Of course, again, macros can be abused to create spaghetti code.

 

I'm not convinced that using inheritance to deduplicate code is bad. I did this in the past and it worked quite fine for me. No need to demonize the tool, it has its use and "prefer composition over inheritance" points to that as well. Prefer, but not stick to it forever. Composition also has its toll. You might need to supply the service from the outside (dependency injection), store it as a singleton or use a service locator. If the duplicated code isn't that big, the increased complexity of the approach is obvious.

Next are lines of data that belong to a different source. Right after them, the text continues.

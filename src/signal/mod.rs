//! Signal module - noisy harmonic generation and smoothing

mod harmonic;
mod noise;
mod session;

use thiserror::Error;

pub use session::{
    SignalEvent, SignalSession, SignalTraces, AMPLITUDE_RANGE, FREQUENCY_RANGE, NOISE_MEAN_RANGE,
    NOISE_VARIANCE_RANGE, PHASE_RANGE, WINDOW_RANGE,
};

#[derive(Error, Debug, PartialEq)]
pub enum SignalError {
    #[error("Filter window {window} must be between 1 and the signal length {len}")]
    InvalidWindow { window: usize, len: usize },
    #[error("Invalid noise parameters: mean={mean}, variance={variance}")]
    InvalidNoise { mean: f64, variance: f64 },
    #[error("Time base has {time} samples but the noise cache holds {noise}")]
    ShapeMismatch { time: usize, noise: usize },
    #[error("Noise distribution error: {0}")]
    Distribution(String),
}
//! Charts module - Interactive and static chart rendering

mod plotter;
mod renderer;

pub use plotter::{ChartPlotter, ComparisonChartData, RegionChartData};
pub use renderer::{RenderError, StaticChartRenderer};
//! Dashboard Filter Module
//! Applies a selection to the consolidated dataset with Polars lazy queries.

use super::selection::{Selection, SortRequest};
use crate::data::{region_name, IndexSeries, REGION_COL, WEEK_COL, YEAR_COL};
use polars::prelude::*;
use std::fmt;
use thiserror::Error;

#[derive(Error, Debug)]
pub enum DashboardError {
    #[error("Polars error: {0}")]
    PolarsError(#[from] PolarsError),
}

/// Conditions shown to the user instead of failing.
#[derive(Debug, Clone, Copy, PartialEq, Eq)]
pub enum DashboardWarning {
    /// Ascending and descending sort both requested
    ConflictingSort,
    /// Nothing matches the selection
    NoData,
}

impl fmt::Display for DashboardWarning {
    fn fmt(&self, f: &mut fmt::Formatter<'_>) -> fmt::Result {
        match self {
            DashboardWarning::ConflictingSort => {
                write!(f, "Both sort directions are enabled - sorting not applied")
            }
            DashboardWarning::NoData => write!(f, "No data to plot for this selection"),
        }
    }
}

/// Filtered rows plus any warnings raised while producing them.
#[derive(Debug, Clone)]
pub struct FilterOutcome {
    pub frame: DataFrame,
    pub warnings: Vec<DashboardWarning>,
}

/// One row of the result table.
#[derive(Debug, Clone, PartialEq)]
pub struct TableRow {
    pub region: String,
    pub year: Option<i32>,
    pub week: Option<i32>,
    pub value: Option<f64>,
}

/// Year and week within the inclusive ranges.
pub fn range_predicate(years: (i32, i32), weeks: (i32, i32)) -> Expr {
    col(YEAR_COL)
        .gt_eq(lit(years.0))
        .and(col(YEAR_COL).lt_eq(lit(years.1)))
        .and(col(WEEK_COL).gt_eq(lit(weeks.0)))
        .and(col(WEEK_COL).lt_eq(lit(weeks.1)))
}

/// Rows of the selected region inside the year and week ranges, ordered by
/// the selected series when exactly one sort direction is requested.
pub fn apply_selection(df: &DataFrame, selection: &Selection) -> Result<FilterOutcome, DashboardError> {
    let mut warnings = Vec::new();

    let mut lazy = df.clone().lazy().filter(
        col(REGION_COL)
            .eq(lit(selection.region_id))
            .and(range_predicate(selection.years, selection.weeks)),
    );

    let descending = match selection.sort_request() {
        SortRequest::Ascending => Some(false),
        SortRequest::Descending => Some(true),
        SortRequest::Unsorted => None,
        SortRequest::Conflicting => {
            log::warn!("{}", DashboardWarning::ConflictingSort);
            warnings.push(DashboardWarning::ConflictingSort);
            None
        }
    };

    if let Some(descending) = descending {
        lazy = lazy.sort_by_exprs(
            vec![col(selection.series.column())],
            SortMultipleOptions::default()
                .with_order_descending(descending)
                .with_nulls_last(true)
                .with_maintain_order(true),
        );
    }

    let frame = lazy.collect()?;
    if frame.height() == 0 {
        log::warn!("{}", DashboardWarning::NoData);
        warnings.push(DashboardWarning::NoData);
    }

    Ok(FilterOutcome { frame, warnings })
}

/// Table rows (region name, year, week, series value) in frame order.
pub fn table_rows(df: &DataFrame, series: IndexSeries) -> Result<Vec<TableRow>, DashboardError> {
    let regions = df.column(REGION_COL)?.i32()?;
    let years = df.column(YEAR_COL)?.i32()?;
    let weeks = df.column(WEEK_COL)?.i32()?;
    let values = df.column(series.column())?.f64()?;

    let rows = regions
        .into_iter()
        .zip(years)
        .zip(weeks)
        .zip(values)
        .map(|(((region, year), week), value)| TableRow {
            region: region.map(region_name).unwrap_or_default(),
            year,
            week,
            value,
        })
        .collect();

    Ok(rows)
}

#[cfg(test)]
mod tests {
    use super::*;
    use crate::dashboard::DatasetBounds;
    use crate::data::{observations_to_frame, Observation};

    fn dataset() -> DataFrame {
        let mut rows = Vec::new();
        for region in [1, 2] {
            for year in 1998..=2007 {
                for week in [1, 26, 52] {
                    rows.push(Observation {
                        region_id: Some(region),
                        year: Some(year),
                        week: Some(week),
                        vci: Some(((year * 7 + week * 3 + region) % 50) as f64),
                        vhi: Some(((year * 13 + week * 5 + region) % 60) as f64),
                        ..Default::default()
                    });
                }
            }
        }
        // a row with a missing index value
        rows.push(Observation {
            region_id: Some(1),
            year: Some(2001),
            week: Some(10),
            ..Default::default()
        });
        observations_to_frame(&rows).unwrap()
    }

    fn selection(df: &DataFrame) -> Selection {
        Selection::defaults(&DatasetBounds::from_frame(df).unwrap())
    }

    fn column_i32(df: &DataFrame, name: &str) -> Vec<Option<i32>> {
        df.column(name).unwrap().i32().unwrap().into_iter().collect()
    }

    fn column_f64(df: &DataFrame, name: &str) -> Vec<Option<f64>> {
        df.column(name).unwrap().f64().unwrap().into_iter().collect()
    }

    #[test]
    fn vhi_ascending_for_vinnytsia_2000_2005() {
        let df = dataset();
        let mut sel = selection(&df);
        sel.series = IndexSeries::Vhi;
        sel.region_id = 1;
        sel.years = (2000, 2005);
        sel.weeks = (1, 52);
        sel.sort_ascending = true;

        let outcome = apply_selection(&df, &sel).unwrap();
        assert!(outcome.warnings.is_empty());

        let frame = &outcome.frame;
        assert_eq!(frame.height(), 6 * 3 + 1);
        assert!(column_i32(frame, "Region_ID").iter().all(|r| *r == Some(1)));
        assert!(column_i32(frame, "Year")
            .iter()
            .all(|y| matches!(y, Some(2000..=2005))));

        let vhi = column_f64(frame, "VHI");
        assert_eq!(vhi.last(), Some(&None));
        let present: Vec<f64> = vhi.iter().flatten().copied().collect();
        assert!(present.windows(2).all(|w| w[0] <= w[1]));
    }

    #[test]
    fn descending_orders_high_to_low() {
        let df = dataset();
        let mut sel = selection(&df);
        sel.sort_descending = true;

        let outcome = apply_selection(&df, &sel).unwrap();
        let vci: Vec<f64> = column_f64(&outcome.frame, "VCI").into_iter().flatten().collect();
        assert!(vci.windows(2).all(|w| w[0] >= w[1]));
    }

    #[test]
    fn conflicting_sort_returns_unsorted_with_warning() {
        let df = dataset();
        let mut sel = selection(&df);
        sel.years = (2000, 2005);
        sel.sort_ascending = true;
        sel.sort_descending = true;

        let outcome = apply_selection(&df, &sel).unwrap();
        assert_eq!(outcome.warnings, vec![DashboardWarning::ConflictingSort]);

        sel.sort_ascending = false;
        sel.sort_descending = false;
        let unsorted = apply_selection(&df, &sel).unwrap();
        assert!(outcome.frame.equals_missing(&unsorted.frame));
    }

    #[test]
    fn week_range_is_inclusive() {
        let df = dataset();
        let mut sel = selection(&df);
        sel.weeks = (26, 52);

        let outcome = apply_selection(&df, &sel).unwrap();
        let weeks = column_i32(&outcome.frame, "Week");
        assert_eq!(weeks.len(), 10 * 2);
        assert!(weeks.iter().all(|w| matches!(w, Some(26) | Some(52))));
    }

    #[test]
    fn empty_result_warns_no_data() {
        let df = dataset();
        let mut sel = selection(&df);
        sel.region_id = 17;

        let outcome = apply_selection(&df, &sel).unwrap();
        assert_eq!(outcome.frame.height(), 0);
        assert_eq!(outcome.warnings, vec![DashboardWarning::NoData]);
    }

    #[test]
    fn table_rows_carry_region_names() {
        let df = dataset();
        let mut sel = selection(&df);
        sel.years = (2001, 2001);
        sel.weeks = (1, 1);

        let outcome = apply_selection(&df, &sel).unwrap();
        let rows = table_rows(&outcome.frame, IndexSeries::Vci).unwrap();
        assert_eq!(rows.len(), 1);
        assert_eq!(rows[0].region, "Вінницька");
        assert_eq!(rows[0].year, Some(2001));
        assert_eq!(rows[0].week, Some(1));
        assert_eq!(rows[0].value, Some(((2001 * 7 + 3 + 1) % 50) as f64));
    }
}
//! Signal demo state and event dispatch.

use super::harmonic::{generate_harmonic, moving_average, TimeBase};
use super::noise::NoiseCache;
use super::SignalError;
use std::f64::consts::PI;
use std::ops::RangeInclusive;

pub const INIT_AMPLITUDE: f64 = 1.0;
pub const INIT_FREQUENCY: f64 = 1.0;
pub const INIT_PHASE: f64 = 0.0;
pub const INIT_NOISE_MEAN: f64 = 0.0;
pub const INIT_NOISE_VARIANCE: f64 = 0.1;
pub const INIT_WINDOW: usize = 30;

pub const AMPLITUDE_RANGE: RangeInclusive<f64> = 0.1..=5.0;
pub const FREQUENCY_RANGE: RangeInclusive<f64> = 0.1..=5.0;
pub const PHASE_RANGE: RangeInclusive<f64> = 0.0..=2.0 * PI;
pub const NOISE_MEAN_RANGE: RangeInclusive<f64> = -1.0..=1.0;
pub const NOISE_VARIANCE_RANGE: RangeInclusive<f64> = 0.01..=1.0;
pub const WINDOW_RANGE: RangeInclusive<usize> = 1..=500;

/// Slider and toggle values of the demo.
#[derive(Debug, Clone, Copy, PartialEq)]
pub struct SignalParams {
    pub amplitude: f64,
    pub frequency: f64,
    pub phase: f64,
    pub noise_mean: f64,
    pub noise_variance: f64,
    pub window: usize,
    pub show_noise: bool,
    pub show_filtered: bool,
}

impl Default for SignalParams {
    fn default() -> Self {
        Self {
            amplitude: INIT_AMPLITUDE,
            frequency: INIT_FREQUENCY,
            phase: INIT_PHASE,
            noise_mean: INIT_NOISE_MEAN,
            noise_variance: INIT_NOISE_VARIANCE,
            window: INIT_WINDOW,
            show_noise: true,
            show_filtered: true,
        }
    }
}

/// A single user interaction.
#[derive(Debug, Clone, Copy, PartialEq)]
pub enum SignalEvent {
    Amplitude(f64),
    Frequency(f64),
    Phase(f64),
    NoiseMean(f64),
    NoiseVariance(f64),
    Window(usize),
    ShowNoise(bool),
    ShowFiltered(bool),
    Reset,
}

fn clamp_f64(current: f64, value: f64, range: &RangeInclusive<f64>) -> f64 {
    if value.is_finite() {
        value.clamp(*range.start(), *range.end())
    } else {
        current
    }
}

impl SignalParams {
    /// Parameters after `event`; out-of-range values are clamped.
    pub fn apply(self, event: SignalEvent) -> Self {
        match event {
            SignalEvent::Amplitude(v) => Self {
                amplitude: clamp_f64(self.amplitude, v, &AMPLITUDE_RANGE),
                ..self
            },
            SignalEvent::Frequency(v) => Self {
                frequency: clamp_f64(self.frequency, v, &FREQUENCY_RANGE),
                ..self
            },
            SignalEvent::Phase(v) => Self {
                phase: clamp_f64(self.phase, v, &PHASE_RANGE),
                ..self
            },
            SignalEvent::NoiseMean(v) => Self {
                noise_mean: clamp_f64(self.noise_mean, v, &NOISE_MEAN_RANGE),
                ..self
            },
            SignalEvent::NoiseVariance(v) => Self {
                noise_variance: clamp_f64(self.noise_variance, v, &NOISE_VARIANCE_RANGE),
                ..self
            },
            SignalEvent::Window(w) => Self {
                window: w.clamp(*WINDOW_RANGE.start(), *WINDOW_RANGE.end()),
                ..self
            },
            SignalEvent::ShowNoise(show_noise) => Self { show_noise, ..self },
            SignalEvent::ShowFiltered(show_filtered) => Self {
                show_filtered,
                ..self
            },
            SignalEvent::Reset => Self::default(),
        }
    }
}

/// Clean, noisy and filtered traces on a shared time base.
#[derive(Debug, Clone, PartialEq)]
pub struct SignalTraces {
    pub clean: Vec<f64>,
    pub noisy: Vec<f64>,
    pub filtered: Vec<f64>,
    pub show_noise: bool,
    pub show_filtered: bool,
}

/// Recompute all traces. With noise hidden the "noisy" trace is the clean
/// harmonic and the noise cache is left untouched.
pub fn compute_traces(
    time: &TimeBase,
    params: &SignalParams,
    noise: &mut NoiseCache,
) -> Result<SignalTraces, SignalError> {
    let clean = generate_harmonic(time, params.amplitude, params.frequency, params.phase);

    let noisy = if params.show_noise {
        let samples = noise.get(params.noise_mean, params.noise_variance)?;
        clean.iter().zip(samples).map(|(y, n)| y + n).collect()
    } else {
        clean.clone()
    };

    let filtered = moving_average(&noisy, params.window)?;

    Ok(SignalTraces {
        clean,
        noisy,
        filtered,
        show_noise: params.show_noise,
        show_filtered: params.show_filtered,
    })
}

/// Owns the demo state; every event synchronously recomputes the traces.
pub struct SignalSession {
    time: TimeBase,
    params: SignalParams,
    noise: NoiseCache,
    traces: SignalTraces,
}

impl SignalSession {
    pub fn new() -> Result<Self, SignalError> {
        let time = TimeBase::standard();
        let noise = NoiseCache::new(time.len());
        Self::with_noise(time, noise)
    }

    pub fn with_noise(time: TimeBase, mut noise: NoiseCache) -> Result<Self, SignalError> {
        if time.is_empty() || noise.is_empty() || time.len() != noise.len() {
            return Err(SignalError::ShapeMismatch {
                time: time.len(),
                noise: noise.len(),
            });
        }
        let params = SignalParams::default();
        let traces = compute_traces(&time, &params, &mut noise)?;
        Ok(Self {
            time,
            params,
            noise,
            traces,
        })
    }

    /// Apply one event and return the redrawn traces.
    ///
    /// On error the previous parameters and traces are kept.
    pub fn handle(&mut self, event: SignalEvent) -> Result<&SignalTraces, SignalError> {
        if event == SignalEvent::Reset {
            self.noise.clear();
            log::info!("Signal parameters reset");
        }

        let params = self.params.apply(event);
        self.traces = compute_traces(&self.time, &params, &mut self.noise)?;
        self.params = params;
        Ok(&self.traces)
    }

    pub fn params(&self) -> &SignalParams {
        &self.params
    }

    pub fn traces(&self) -> &SignalTraces {
        &self.traces
    }

    pub fn time(&self) -> &TimeBase {
        &self.time
    }

    pub fn noise(&self) -> &NoiseCache {
        &self.noise
    }
}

I would say, it requires experience. In time, creating your own programs, maintaining them, looking at someone else's code will bring you there. You'd be able to choose the right way without going to extremes like "no inheritance anywhere!" or "dependency injection everywhere!" or "I saw that line already, I'm moving it into a function! No, to a separate class!".

Every tool is good for its own job.

 

Fully agree that it takes experience to build good judgment and that there tend to be exceptions to rules.

I'm being a bit flippant about the code reuse via inheritance topic because I so often see people shoot themselves in the foot. There are times when it is a good choice though, but in my experience they do not occur often.

As to every tool being good for its own job: the thing with inheritance in most languages is that it does two completely different things: code reuse and sub-typing.

Anyway, that really is not what my post is about, and is a topic that takes more than a few short lines to do justice.